Vancouver’s once red-hot condo development sector is now following the same path as Ontario’s as major developers and marketing firms cut staff and offload assets amid what industry leaders are calling a “cost-of-delivery crisis.”
The latest to announce cutbacks is Wesgroup Properties, the developer behind the River District master-planned community, which revealed last week it would lay off 12% of its workforce. This came shortly after the condo marketing giant Rennie Group let go of 25% of its staff.
“The layoffs were the direct result of having to delay future projects,” Wesgroup president and CEO Beau Jarvis told The Globe and Mail.
He described the current environment as “unprecedented pressure” and emphasized, “Like many of our peers, we’ve reached a point where we must realign our operations for long-term sustainability.”

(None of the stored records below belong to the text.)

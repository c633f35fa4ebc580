//! Audio graph sessions for echoform.
//!
//! A [`Session`] owns one editable [`GraphSpec`](echoform_spec::GraphSpec)
//! and its live [`RuntimeGraph`](echoform_graph::RuntimeGraph). Edits are
//! validated, applied to the live graph and recorded for undo. Commits render
//! the spec offline, encode it to WAV and memoize the result by content hash.
//! Spatial bindings attach nodes to emitters in a 3D scene, culling them with
//! hysteresis when they move out of range and resuming them without losing
//! their place.
//!
//! # Example
//!
//! ```rust,no_run
//! use echoform_cache::{BufferCache, CacheConfig, FileLoader};
//! use echoform_session::{CommitOptions, Session, UpdateOptions};
//! use echoform_spec::{Asset, GraphSpec, NodeDef};
//! use std::sync::Arc;
//!
//! # async fn run() -> Result<(), Box<dyn std::error::Error>> {
//! let cache = Arc::new(BufferCache::new(
//!     CacheConfig::default(),
//!     Arc::new(FileLoader::new("assets")),
//! ));
//! let spec = GraphSpec::default()
//!     .with_asset(Asset::sample("loop", "drums.wav"))
//!     .with_node(NodeDef::new("player", "player").with_asset("loop"))
//!     .with_node(NodeDef::new("out", "gain"))
//!     .with_connection("player", "out");
//!
//! let mut session = Session::builder(cache).open(spec).await?;
//! session.update_param("out", "gain", 0.5, UpdateOptions::default())?;
//! let render = session.commit(CommitOptions::default()).await?;
//! println!("{} ({:.2}s)", render.url, render.duration);
//! # Ok(())
//! # }
//! ```

mod clock;
mod commit;
mod config;
mod error;
mod events;
mod history;
mod session;
pub mod spatial;

pub use clock::{Clock, ManualClock, SystemClock};
pub use commit::{CommitOptions, RENDER_CHANNELS, RenderCache, RenderResult};
pub use config::{
    AudioConfig, ConfigError, EngineConfig, HistoryConfig, RenderConfig, SpatialConfig,
};
pub use error::{RenderError, SessionError, SpatialBindError};
pub use events::{ErrorSource, EventBus, EventKind, SessionEvent, SubscriptionId};
pub use history::{ChangeKind, ChangeRecord, History, Mutation};
pub use session::{BlockOutput, NodeInfo, Session, SessionBuilder, UpdateOptions};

Jarvis noted that despite the restructuring, Wesgroup remains “fiscally sound.”
The market shift has been in motion since inflation spiked and interest rates began rising in 2022. Many developers have been forced to put projects on hold, lay off staff, or sell off property to cover costs, a trend that started with Coromandel Properties’ creditor protection announcement in early 2023 and has since rippled through smaller and mid-sized players.
Magnum Properties CEO George Wong reported that he, too, has reduced staff and is advising developers to postpone condo presales.
“You’d need to sell around 60% of the building within 12 to 18 months to get financing, and that is not currently achievable,” Wong explained, citing high interest rates, government anti-speculation policies, and wary investors.
“We’re in the same boat. We ride the same tide,” he said, adding that the current market has required constant adaptation.
Ontario’s homebuilding sector also warned of widespread layoffs and stalled housing delivery if construction costs remain steep.
Last week, the Building Industry and Land Development Association (BILD) reported that construction of new homes could bottom out at just 4,000 single-family homes and 10,000 apartments per year if market conditions don’t improve.
To manage cash flow, several developers are quietly offloading assets, sometimes at discounted prices to industry insiders.
“A couple of projects from big developers… have quietly signed nondisclosure agreements and passed on really attractive pricing to the insiders so they can move more product,” Wong said. “The banks [financing] presales, they will say: ‘Show me 150 sales, otherwise, we won’t give you the money to build.’”
In a statement, Jarvis described the current environment as a “cost-of-delivery crisis.” He confirmed that Wesgroup has been selling assets to cover costs and that the industry is delivering homes that many can’t afford.
Broader industry data highlight the extent of the downturn. Urban Development Institute president Anne McMullin noted that 22% of land sales over $5 million in Q1 2025 were court-ordered. There is growing pressure on governments at all levels to adjust policies, with industry leaders calling for lower municipal fees and a lift on the federal foreign buyer ban.
“There is generally a movement developing to ask the federal government to lift that,” said developer Michael Geller, who believes the absence of foreign buyers is affecting the broader market—not just presales.
Despite a record 33,000 new housing starts in Vancouver in 2023, many more approved projects are now stalled. The region’s vacancy rate for rentals is also at a 20-year high (excluding the pandemic), even as supply has shifted from condos to rental project.
Simon Fraser University’s Andy Yan cautioned that while the current environment represents a sharp adjustment, it may not be a disaster.
“Is this an end of sunny days or a prolonged period of climate change for the market residential industry?” he said. Yan also pointed out that while policies to curb speculation and boost rental supply are working, there is still much progress to be made on true affordability for local buyers.
“We decided to regulate for the public good and market exclusion, and this is where we are at. However, we still have far to go in terms of housing affordability for those on local incomes and without access to wealth.”